═══ Material for this exercise

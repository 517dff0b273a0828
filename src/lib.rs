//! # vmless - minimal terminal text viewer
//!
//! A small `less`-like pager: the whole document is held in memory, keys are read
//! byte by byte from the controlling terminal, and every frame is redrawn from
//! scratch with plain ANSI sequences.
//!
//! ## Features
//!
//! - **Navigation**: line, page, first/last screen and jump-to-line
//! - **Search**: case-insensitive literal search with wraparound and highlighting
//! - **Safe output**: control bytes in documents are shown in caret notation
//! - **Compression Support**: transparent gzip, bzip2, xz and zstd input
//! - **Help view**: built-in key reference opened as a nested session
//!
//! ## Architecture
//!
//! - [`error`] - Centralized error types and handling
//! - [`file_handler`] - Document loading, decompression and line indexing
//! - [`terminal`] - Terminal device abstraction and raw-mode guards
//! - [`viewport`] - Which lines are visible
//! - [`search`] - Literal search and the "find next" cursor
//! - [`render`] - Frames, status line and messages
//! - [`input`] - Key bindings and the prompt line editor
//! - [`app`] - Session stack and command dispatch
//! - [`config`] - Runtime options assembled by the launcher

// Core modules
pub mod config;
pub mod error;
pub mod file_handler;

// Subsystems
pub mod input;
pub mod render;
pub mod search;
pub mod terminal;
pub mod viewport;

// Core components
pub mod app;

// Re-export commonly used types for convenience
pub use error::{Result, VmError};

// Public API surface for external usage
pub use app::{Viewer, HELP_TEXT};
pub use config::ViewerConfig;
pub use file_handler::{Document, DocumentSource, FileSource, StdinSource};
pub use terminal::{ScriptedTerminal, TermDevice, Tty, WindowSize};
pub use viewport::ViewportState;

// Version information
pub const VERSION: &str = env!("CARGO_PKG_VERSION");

══════

• _Activity_: Every entry above should be duplicated exactly.

• _Written solution_:
repository 517dff0b273a0828
filename src/lib.rs
//! # vmless - minimal terminal text viewer
//!
//! A small `less`-like pager: the whole document is held in memory, keys are read
//! byte by byte from the controlling terminal, and every frame is redrawn from
//! scratch with plain ANSI sequences.
//!
//! ## Features
//!
//! - **Navigation**: line, page, first/last screen and jump-to-line
//! - **Search**: case-insensitive literal search with wraparound and highlighting
//! - **Safe output**: control bytes in documents are shown in caret notation
//! - **Compression Support**: transparent gzip, bzip2, xz and zstd input
//! - **Help view**: built-in key reference opened as a nested session
//!
//! ## Architecture
//!
//! - [`error`] - Centralized error types and handling
//! - [`file_handler`] - Document loading, decompression and line indexing
//! - [`terminal`] - Terminal device abstraction and raw-mode guards
//! - [`viewport`] - Which lines are visible
//! - [`search`] - Literal search and the "find next" cursor
//! - [`render`] - Frames, status line and messages
//! - [`input`] - Key bindings and the prompt line editor
//! - [`app`] - Session stack and command dispatch
//! - [`config`] - Runtime options assembled by the launcher

// Core modules
pub mod config;
pub mod error;
pub mod file_handler;

// Subsystems
pub mod input;
pub mod render;
pub mod search;
pub mod terminal;
pub mod viewport;

// Core components
pub mod app;

// Re-export commonly used types for convenience
pub use error::{Result, VmError};

// Public API surface for external usage
pub use app::{Viewer, HELP_TEXT};
pub use config::ViewerConfig;
pub use file_handler::{Document, DocumentSource, FileSource, StdinSource};
pub use terminal::{ScriptedTerminal, TermDevice, Tty, WindowSize};
pub use viewport::ViewportState;

// Version information
pub const VERSION: &str = env!("CARGO_PKG_VERSION");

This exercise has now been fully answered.